The microarray procedure for both the discovery and validation datasets followed similar protocols, utilizing BA10 brain tissue samples to investigate gene expression profiles. Total RNA was extracted from 0.1 g of frozen BA10 tissues using Trizol reagent (Invitrogen, Groningen, The Netherlands) for the discovery dataset and similarly, using a Polytron-type homogenizer (Yellow Line DI 25 Basic) and Trizol reagent (Invitrogen, Paisley, UK) for the validation dataset. The RNA was further purified using RNeasy columns (Qiagen, Hilden, Germany; Qiagen, Valencia, CA), including an on-column DNase-1 treatment to eliminate any contaminating DNA. For the discovery dataset, the purity of the extracted RNA was assessed using optical density (OD) measurements, while its integrity was confirmed through denaturing agarose gel electrophoresis. In the validation dataset, RNA quality was primarily evaluated using the RNA Integrity Number (RIN), determined by an Agilent 2100 Bioanalyzer (South Plainfield, NJ, USA). Samples were classified into three quality groups-pass (RIN > 7.0), borderline (RIN 6.0-7.0) and fail (RIN < 6.0)-with only "pass" and "borderline" samples being included in the subsequent analyses. In both datasets, microarray analysis was conducted using Affymetrix platforms. For the discovery dataset, 8 to 10 micrograms of total RNA were used to synthesize complementary DNA (cDNA), which was then used to generate biotinylated complementary RNA (cRNA). This cRNA was fragmented and initially applied to the Test 2 Chip (Affymetrix) to evaluate sample quality. Subsequently, it was applied to the HU95A chip (Affymetrix), which contains probes for approximately 12,000 genes. In the validation dataset, 10 µg of total RNA from each batch was processed to produce biotin-labelled cRNA, which was hybridized to HG-U133_Plus_2.0 GeneChips® following the manufacturer's protocol. For both datasets, the hybridization signals were scanned using Affymetrix GeneChip Scanners (HP GeneArray scanner for discovery; GeneChip Scanner 3000 for validation). The scanned data were then processed and analyzed using GeneSuite software (Affymetrix). The consistency in protocols across both datasets ensured that any differences in gene expression could be attributed to biological rather than technical variability, thereby strengthening the validity of the findings.

Data analysis:

The Data analysis was done using GEO2R, an interactive web tool provided by the GEO database for differential expression analysis. GEO2R utilizes several R packages from the Bioconductor project to facilitate the analysis of high-throughput genomic data. The discovery dataset was initially processed by Experimenter 1. Gene expression profiles were compared between schizophrenia patients and age-matched healthy controls using an unpaired t-test. The analysis of the validation dataset was performed in a blinded approach by Experimenter 2. U133_Plus2 Affymetrix chips were used for mRNA expression analysis and the "affy" package in the R statistical software was employed for data analysis. The analysis comprised three main steps: (i) background correction, (ii) normalization using Robust Multi-array Average (RMA), pairwise comparison and Benjamini-Hochberg False Discovery Rate (FDR) correction and (iii) expression calculation. Following the computation of mRNA expression intensity, a two-tailed t-test with a significance level of p ≥ 0.01 was applied to filter out significantly expressed genes.

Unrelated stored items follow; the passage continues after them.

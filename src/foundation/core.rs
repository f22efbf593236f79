use crate::foundation::error::{BorderlineError, BorderlineResult};

/// Host viewport geometry at the time of a scroll or resize event.
#[derive(Clone, Copy, Debug, PartialEq, serde::Serialize, serde::Deserialize)]
pub struct Viewport {
    /// Visible height in CSS pixels.
    pub height: f64,
}

impl Viewport {
    /// Build a viewport, rejecting non-finite or non-positive heights.
    pub fn new(height: f64) -> BorderlineResult<Self> {
        if !height.is_finite() || height <= 0.0 {
            return Err(BorderlineError::validation("Viewport height must be > 0"));
        }
        Ok(Self { height })
    }
}

/// Bounding box of a text section, relative to the viewport top.
///
/// `top` is negative once the section's top edge has scrolled past the
/// viewport's top edge, matching what a DOM bounding rect reports.
#[derive(Clone, Copy, Debug, PartialEq, serde::Serialize, serde::Deserialize)]
pub struct SectionRect {
    /// Distance from the viewport top to the section top.
    pub top: f64,
    /// Section height, >= 0.
    pub height: f64,
}

impl SectionRect {
    /// Build a section rect, rejecting non-finite values and negative heights.
    pub fn new(top: f64, height: f64) -> BorderlineResult<Self> {
        if !top.is_finite() || !height.is_finite() {
            return Err(BorderlineError::validation("SectionRect must be finite"));
        }
        if height < 0.0 {
            return Err(BorderlineError::validation("SectionRect height must be >= 0"));
        }
        Ok(Self { top, height })
    }

    /// Bottom edge relative to the viewport top.
    pub fn bottom(self) -> f64 {
        self.top + self.height
    }

    /// Whether any part of the section is inside the viewport.
    pub fn intersects(self, viewport: Viewport) -> bool {
        !(self.bottom() < 0.0 || self.top > viewport.height)
    }

    /// Fraction of the section's total transit through the viewport, in `[0, 1]`.
    ///
    /// 0 when the section top sits at the viewport bottom (about to enter),
    /// 1 when the section bottom has fully exited past the viewport top.
    /// `None` when the section is entirely outside the viewport.
    pub fn scroll_progress(self, viewport: Viewport) -> Option<f64> {
        if !self.intersects(viewport) {
            return None;
        }
        let transit = self.height + viewport.height;
        Some(clamp01((viewport.height - self.top) / transit))
    }
}

pub(crate) fn clamp01(t: f64) -> f64 {
    t.clamp(0.0, 1.0)
}
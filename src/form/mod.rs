pub mod contact;
pub mod draft;
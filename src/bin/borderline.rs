use std::path::PathBuf;

use anyhow::Context as _;
use clap::{Parser, Subcommand};

#[derive(Parser, Debug)]
#[command(name = "borderline", version)]
struct Cli {
    #[command(subcommand)]
    cmd: Command,
}

#[derive(Subcommand, Debug)]
enum Command {
    /// Partition a text into styled runs for a given scroll progress.
    Segment(SegmentArgs),
    /// Resolve or extract a magazine color palette.
    Palette(PaletteArgs),
}

#[derive(Parser, Debug)]
struct SegmentArgs {
    /// The text block to partition.
    #[arg(long)]
    text: String,

    /// Phrase to highlight, in zone order (repeatable).
    #[arg(long = "phrase")]
    phrases: Vec<String>,

    /// Normalized scroll progress in [0, 1].
    #[arg(long)]
    progress: f64,

    /// Relative width of each highlight zone.
    #[arg(long, default_value_t = 0.25)]
    highlight_ratio: f64,

    /// Relative width of each pause zone.
    #[arg(long, default_value_t = 0.08)]
    pause_ratio: f64,
}

#[derive(Parser, Debug)]
struct PaletteArgs {
    /// Predefined theme name (literary, modern, artistic, minimalist, vibrant).
    #[arg(long, conflicts_with = "image")]
    theme: Option<String>,

    /// Content tag used for theme inference (repeatable).
    #[arg(long = "tag", conflicts_with = "image")]
    tags: Vec<String>,

    /// Extract the palette from a cover image instead.
    #[arg(long)]
    image: Option<PathBuf>,

    /// Emit CSS custom properties instead of JSON.
    #[arg(long, default_value_t = false)]
    css: bool,
}

fn main() -> anyhow::Result<()> {
    let cli = Cli::parse();
    match cli.cmd {
        Command::Segment(args) => cmd_segment(args),
        Command::Palette(args) => cmd_palette(args),
    }
}

fn cmd_segment(args: SegmentArgs) -> anyhow::Result<()> {
    let timing = borderline::ZoneTiming::new(args.highlight_ratio, args.pause_ratio)?;
    let active = if args.phrases.is_empty() {
        None
    } else {
        let layout = borderline::ZoneLayout::new(args.phrases.len(), timing)?;
        layout.active_index(args.progress)
    };
    let runs = borderline::segment(&args.text, &args.phrases, active);

    let out = serde_json::json!({
        "active": active,
        "runs": runs,
    });
    println!("{}", serde_json::to_string_pretty(&out)?);
    Ok(())
}

fn cmd_palette(args: PaletteArgs) -> anyhow::Result<()> {
    let palette = if let Some(path) = &args.image {
        let img = image::open(path)
            .with_context(|| format!("open cover image '{}'", path.display()))?;
        borderline::extract_palette(img.to_rgba8().as_raw())
    } else {
        let tags: Vec<&str> = args.tags.iter().map(String::as_str).collect();
        borderline::resolve_palette(args.theme.as_deref(), &tags)
    };

    if args.css {
        println!("{}", palette.css_variables());
    } else {
        println!("{}", serde_json::to_string_pretty(&palette)?);
    }
    Ok(())
}
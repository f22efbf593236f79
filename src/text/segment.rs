//! Case-insensitive multi-phrase segmentation of a text block.
//!
//! The scan locates every occurrence of every phrase, stable-sorts the matches
//! by start offset, and folds them into alternating plain/styled runs. Each
//! per-phrase scan resumes past the previous match, so a phrase never matches
//! inside its own earlier occurrence. Matches of *different* phrases may still
//! overlap; both are emitted in start order and the tie at an identical start
//! offset goes to the phrase listed first.

/// Styling a renderer should apply to one emitted run.
#[derive(Clone, Copy, Debug, PartialEq, Eq, serde::Serialize)]
#[serde(rename_all = "snake_case")]
pub enum RunStyle {
    /// Non-phrase text, rendered verbatim.
    Plain,
    /// An occurrence of the currently active phrase.
    Active,
    /// An occurrence of a listed phrase that is not active.
    Inactive,
}

/// One contiguous run of output text.
#[derive(Clone, Copy, Debug, PartialEq, Eq, serde::Serialize)]
pub struct TextRun<'a> {
    /// The run's text, borrowed from the input.
    pub text: &'a str,
    /// How the renderer should style this run.
    pub style: RunStyle,
    /// Index into the phrase list for styled runs.
    #[serde(skip_serializing_if = "Option::is_none")]
    pub phrase: Option<usize>,
}

impl<'a> TextRun<'a> {
    fn plain(text: &'a str) -> Self {
        Self {
            text,
            style: RunStyle::Plain,
            phrase: None,
        }
    }
}

/// A located phrase occurrence, in byte offsets of the scanned text.
#[derive(Clone, Copy, Debug, PartialEq, Eq)]
pub struct PhraseMatch {
    /// Index into the phrase list.
    pub phrase: usize,
    /// Byte offset of the first matched character.
    pub start: usize,
    /// Byte offset one past the last matched character.
    pub end: usize,
}

/// Locate all case-insensitive occurrences of all phrases in `text`,
/// sorted by start offset. Empty phrase strings are skipped.
pub fn find_matches(text: &str, phrases: &[String]) -> Vec<PhraseMatch> {
    let mut matches = Vec::new();
    for (phrase_idx, phrase) in phrases.iter().enumerate() {
        if phrase.is_empty() {
            continue;
        }
        let mut at = 0;
        while at < text.len() {
            match match_len_ignore_case(&text[at..], phrase) {
                Some(len) => {
                    matches.push(PhraseMatch {
                        phrase: phrase_idx,
                        start: at,
                        end: at + len,
                    });
                    at += len;
                }
                None => {
                    // Advance one character; `at` is always on a boundary.
                    match text[at..].chars().next() {
                        Some(ch) => at += ch.len_utf8(),
                        None => break,
                    }
                }
            }
        }
    }
    // Stable sort: equal starts keep phrase-list order.
    matches.sort_by_key(|m| m.start);
    matches
}

/// Byte length of a case-insensitive match of `needle` at the start of
/// `haystack`, if any. The length is measured in the haystack's own bytes,
/// so slicing with it is always boundary-safe.
fn match_len_ignore_case(haystack: &str, needle: &str) -> Option<usize> {
    let mut want = needle.chars().flat_map(char::to_lowercase).peekable();
    want.peek()?;
    let mut len = 0;
    for ch in haystack.chars() {
        for folded in ch.to_lowercase() {
            match want.next() {
                Some(w) if w == folded => {}
                // Mismatch, or the needle ends mid-character.
                _ => return None,
            }
        }
        len += ch.len_utf8();
        if want.peek().is_none() {
            return Some(len);
        }
    }
    None
}

/// Partition `text` into plain/styled runs.
///
/// Occurrences of the phrase at `active` are emitted [`RunStyle::Active`], all
/// other phrase occurrences [`RunStyle::Inactive`], and everything else as
/// plain runs in original order. With no matches (including an empty phrase
/// list) the whole text comes back as a single plain run.
pub fn segment<'a>(text: &'a str, phrases: &[String], active: Option<usize>) -> Vec<TextRun<'a>> {
    let matches = find_matches(text, phrases);
    if matches.is_empty() {
        return vec![TextRun::plain(text)];
    }

    let mut runs = Vec::with_capacity(matches.len() * 2 + 1);
    let mut last = 0;
    for m in &matches {
        if m.start > last {
            runs.push(TextRun::plain(&text[last..m.start]));
        }
        let style = if active == Some(m.phrase) {
            RunStyle::Active
        } else {
            RunStyle::Inactive
        };
        runs.push(TextRun {
            text: &text[m.start..m.end],
            style,
            phrase: Some(m.phrase),
        });
        last = m.end;
    }
    if last < text.len() {
        runs.push(TextRun::plain(&text[last..]));
    }
    runs
}

#[cfg(test)]
#[path = "../../tests/unit/text/segment.rs"]
mod tests;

Protein interactome network analysis and functional categorization:

To analyze the derived gene set, the construction of the protein interactome network was carried out using the STRING v12.0 database (https://string-db.org/) [14]. This tool enabled the visualization and exploration of protein-protein interactions within the gene set. A full STRING network analysis was performed, where the edges represented both functional and physical protein associations. The line colours indicated different types of interaction evidence and a high confidence interaction score of 0.9 was set to ensure reliable associations. The network was configured with a maximum of 10 interactors in the first shell and 5 interactors in the second shell to focus on the most relevant connections. After constructing the network, k-means clustering was applied to group proteins into defined clusters based on their centroids, facilitating the identification of key interaction hubs within the network. Following the network analysis, the significantly altered genes were categorized based on their molecular functions and biological pathways. For this, the PANTHER 19.0 (Protein Analysis through Evolutionary Relationships) Classification System (http://www.pantherdb.org/) was used [15, 16]. These bioinformatics tools helped classify the genes and provided insights into their roles in various molecular functions and pathways, thereby deepening the understanding of their biological significance.

Results:

Identification of consistently dys-regulated genes in schizophrenia across discovery and validation datasets:

In the discovery dataset (GSE12654), 83 out of 12,625 genes were found to be significantly upregulated or downregulated. Among these, 45 genes exhibited more than a 1-log fold change in upregulation, while 38 genes showed more than a 1-log fold change in downregulation (Figure 1). In the validation dataset (GSE17612), 495 out of 54,675 genes were significantly upregulated or downregulated. Specifically, 124 genes displayed more than a 1-log fold change in upregulation and 371 genes exhibited more than a 1-log fold change in downregulation (Figure 1). When comparing the discovery and validation datasets, three genes-S100A9, S100A8 and BCL2A1-were consistently found to be significantly upregulated in schizophrenia patients across both datasets. Additionally, one gene, CBLB, was significantly downregulated in schizophrenia patients and was common to both the discovery and validation datasets. This consistency across both datasets highlights the potential importance of these genes in the pathophysiology of schizophrenia.

Figure 1.

Figure 1

The volcano plot was created using LogFC (fold-change) values and p-values. The blue and red bordered boxes indicate a fold-change of more than 1.0 in both upregulation and downregulation directions, while the horizontal green line represents p-value of 0.05, indicating statistical significance.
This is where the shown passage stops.